Öğrendik ki.... Çabuk olgunlaşmak için zeki insanlardan çevre edinmek gerekir.....
Öğrendik ki... Karşılaştığımız herkes bir gülüşümüzü hak eder.....
Öğrendik ki.... Hiç kimse mükemmel değildir....

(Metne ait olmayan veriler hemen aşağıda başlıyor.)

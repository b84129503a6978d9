use clap::{Args, Parser};
use std::net::SocketAddr;
use std::path::PathBuf;
use std::time::Duration;

/// Settings for the REST server. Every flag can also come from the environment.
#[derive(Parser, Debug, Clone)]
#[command(name = "tracker-server", version, about = "Contract, bill and EPBG tracker API")]
pub struct ServerConfig {
    /// Address to listen on
    #[arg(long, env = "TRACKER_BIND", default_value = "127.0.0.1:3000")]
    pub bind: SocketAddr,

    /// Directory holding the tables, renewals and users
    #[arg(long, env = "TRACKER_DATA_DIR", default_value = "database")]
    pub data_dir: PathBuf,

    /// Session lifetime in hours
    #[arg(long, env = "TRACKER_SESSION_HOURS", default_value_t = 24)]
    pub session_hours: u64,

    /// Admin account created on first start when no users exist
    #[arg(long, env = "TRACKER_ADMIN_USER")]
    pub admin_user: Option<String>,

    #[arg(long, env = "TRACKER_ADMIN_PASSWORD", hide_env_values = true)]
    pub admin_password: Option<String>,
}

impl ServerConfig {
    pub fn session_lifetime(&self) -> Duration {
        Duration::from_secs(self.session_hours * 60 * 60)
    }

    pub fn tables_dir(&self) -> PathBuf {
        self.data_dir.join("tables")
    }

    pub fn users_file(&self) -> PathBuf {
        self.data_dir.join("users.json")
    }
}

/// Where the command-line tool reads and writes tables.
#[derive(Args, Debug, Clone)]
pub struct StoreArgs {
    /// Directory of the local table store
    #[arg(long, env = "TRACKER_DATA_DIR", default_value = "database")]
    pub data_dir: PathBuf,

    /// Tracker API root (e.g. http://127.0.0.1:3000/api); tried before the local store
    #[arg(long, env = "TRACKER_API_URL")]
    pub api_url: Option<String>,
}

impl StoreArgs {
    pub fn tables_dir(&self) -> PathBuf {
        self.data_dir.join("tables")
    }
}

#[cfg(test)]
mod tests {
    use super::*;

    #[test]
    fn server_defaults() {
        let config = ServerConfig::parse_from(["tracker-server"]);
        assert_eq!(config.bind.port(), 3000);
        assert_eq!(config.session_lifetime(), Duration::from_secs(24 * 3600));
        assert!(config.users_file().ends_with("users.json"));
    }

    #[test]
    fn flags_override() {
        let config = ServerConfig::parse_from([
            "tracker-server",
            "--bind",
            "0.0.0.0:8080",
            "--session-hours",
            "2",
            "--data-dir",
            "/tmp/tracker",
        ]);
        assert_eq!(config.bind.port(), 8080);
        assert_eq!(config.session_lifetime(), Duration::from_secs(7200));
        assert_eq!(config.tables_dir(), PathBuf::from("/tmp/tracker/tables"));
    }
}
use serde::{Deserialize, Serialize};
use thiserror::Error;

use crate::record::RowRecord;
use crate::schema::{RowVariant, is_sequence_field};

#[derive(Debug, Error, PartialEq)]
pub enum GridError {
    #[error("row index {index} out of range (rows: {len})")]
    IndexOutOfRange { index: usize, len: usize },
}

/// Ordered rows of one tracker table. The store owns the sequence numbers:
/// after every mutation they read `1..=len` in display order.
///
/// The store does no I/O. Recording history and scheduling persistence is
/// left to whoever drives it (see `controller::GridController`).
#[derive(Clone, Serialize, Deserialize, Debug, PartialEq)]
pub struct GridStore {
    variant: RowVariant,
    rows: Vec<RowRecord>,
}

impl GridStore {
    pub fn new(variant: RowVariant) -> Self {
        GridStore {
            variant,
            rows: Vec::new(),
        }
    }

    pub fn from_rows(variant: RowVariant, rows: Vec<RowRecord>) -> Self {
        let mut store = GridStore { variant, rows };
        store.normalize_all();
        store
    }

    pub fn variant(&self) -> RowVariant {
        self.variant
    }

    pub fn all(&self) -> &[RowRecord] {
        &self.rows
    }

    pub fn get(&self, index: usize) -> Option<&RowRecord> {
        self.rows.get(index)
    }

    pub fn len(&self) -> usize {
        self.rows.len()
    }

    pub fn is_empty(&self) -> bool {
        self.rows.is_empty()
    }

    /// Insert at `at` (or append). Returns the index the row landed on.
    pub fn insert(&mut self, record: RowRecord, at: Option<usize>) -> Result<usize, GridError> {
        let index = at.unwrap_or(self.rows.len());
        if index > self.rows.len() {
            return Err(GridError::IndexOutOfRange {
                index,
                len: self.rows.len(),
            });
        }
        let mut record = record;
        self.fill_missing(&mut record);
        self.rows.insert(index, record);
        self.renumber();
        Ok(index)
    }

    /// Merge `patch` into the row. Unknown field names are resolved through the
    /// schema aliases and dropped if they do not match; `sno` is ignored.
    pub fn update<K, V, I>(&mut self, index: usize, patch: I) -> Result<(), GridError>
    where
        K: AsRef<str>,
        V: Into<String>,
        I: IntoIterator<Item = (K, V)>,
    {
        let len = self.rows.len();
        let schema = self.variant.schema();
        let row = self
            .rows
            .get_mut(index)
            .ok_or(GridError::IndexOutOfRange { index, len })?;

        for (key, value) in patch {
            let key = key.as_ref();
            if is_sequence_field(key) {
                continue;
            }
            if let Some(name) = schema.resolve(key) {
                row.set(name, value);
            }
        }
        self.renumber();
        Ok(())
    }

    pub fn remove(&mut self, index: usize) -> Result<RowRecord, GridError> {
        if index >= self.rows.len() {
            return Err(GridError::IndexOutOfRange {
                index,
                len: self.rows.len(),
            });
        }
        let removed = self.rows.remove(index);
        self.renumber();
        Ok(removed)
    }

    /// Remove several rows at once (bulk delete of a selection). Duplicate and
    /// out-of-range indices are ignored. Returns how many rows were removed.
    pub fn remove_many(&mut self, indices: &[usize]) -> usize {
        let mut sorted: Vec<usize> = indices
            .iter()
            .copied()
            .filter(|i| *i < self.rows.len())
            .collect();
        sorted.sort_unstable();
        sorted.dedup();
        for index in sorted.iter().rev() {
            self.rows.remove(*index);
        }
        self.renumber();
        sorted.len()
    }

    /// Swap in a whole new state (load, undo, redo).
    pub fn replace(&mut self, rows: Vec<RowRecord>) {
        self.rows = rows;
        self.normalize_all();
    }

    pub fn get_mut(&mut self, index: usize) -> Result<&mut RowRecord, GridError> {
        let len = self.rows.len();
        self.rows
            .get_mut(index)
            .ok_or(GridError::IndexOutOfRange { index, len })
    }

    /// Indices of rows matching `query` across their visible fields.
    pub fn search(&self, query: &str) -> Vec<usize> {
        self.rows
            .iter()
            .enumerate()
            .filter(|(_, row)| row.matches(query))
            .map(|(i, _)| i)
            .collect()
    }

    pub fn into_rows(self) -> Vec<RowRecord> {
        self.rows
    }

    fn normalize_all(&mut self) {
        let variant = self.variant;
        for row in self.rows.iter_mut() {
            fill_missing(variant, row);
        }
        self.renumber();
    }

    fn fill_missing(&self, record: &mut RowRecord) {
        fill_missing(self.variant, record);
    }

    fn renumber(&mut self) {
        for (i, row) in self.rows.iter_mut().enumerate() {
            row.sno = (i + 1) as u32;
        }
    }
}

fn fill_missing(variant: RowVariant, record: &mut RowRecord) {
    for name in variant.schema().field_names() {
        record.fields.entry(name.to_string()).or_default();
    }
}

Öğrendik ki.... Hayat zorludur ama biz daha zorluyuz....
Öğrendik ki.... Gülümsemek, daha güzel bir görüntüye kavuşmanın bedava yoludur....
Öğrendik ki.... Hepimiz zirvede olmak istesek de asıl keyif oraya tırmanırken yaşadıklarımızdır....
Öğrendik ki.... Zamanımız ne kadar azsa yapacak işler o kadar çoktur....
Öğrendik ki.... BİRİNİ NE KADAR ÇOK SEVERSEK HAYAT ONU BİZDEN O KADAR ÇABUK ALIYOR..... c.dündar.. .................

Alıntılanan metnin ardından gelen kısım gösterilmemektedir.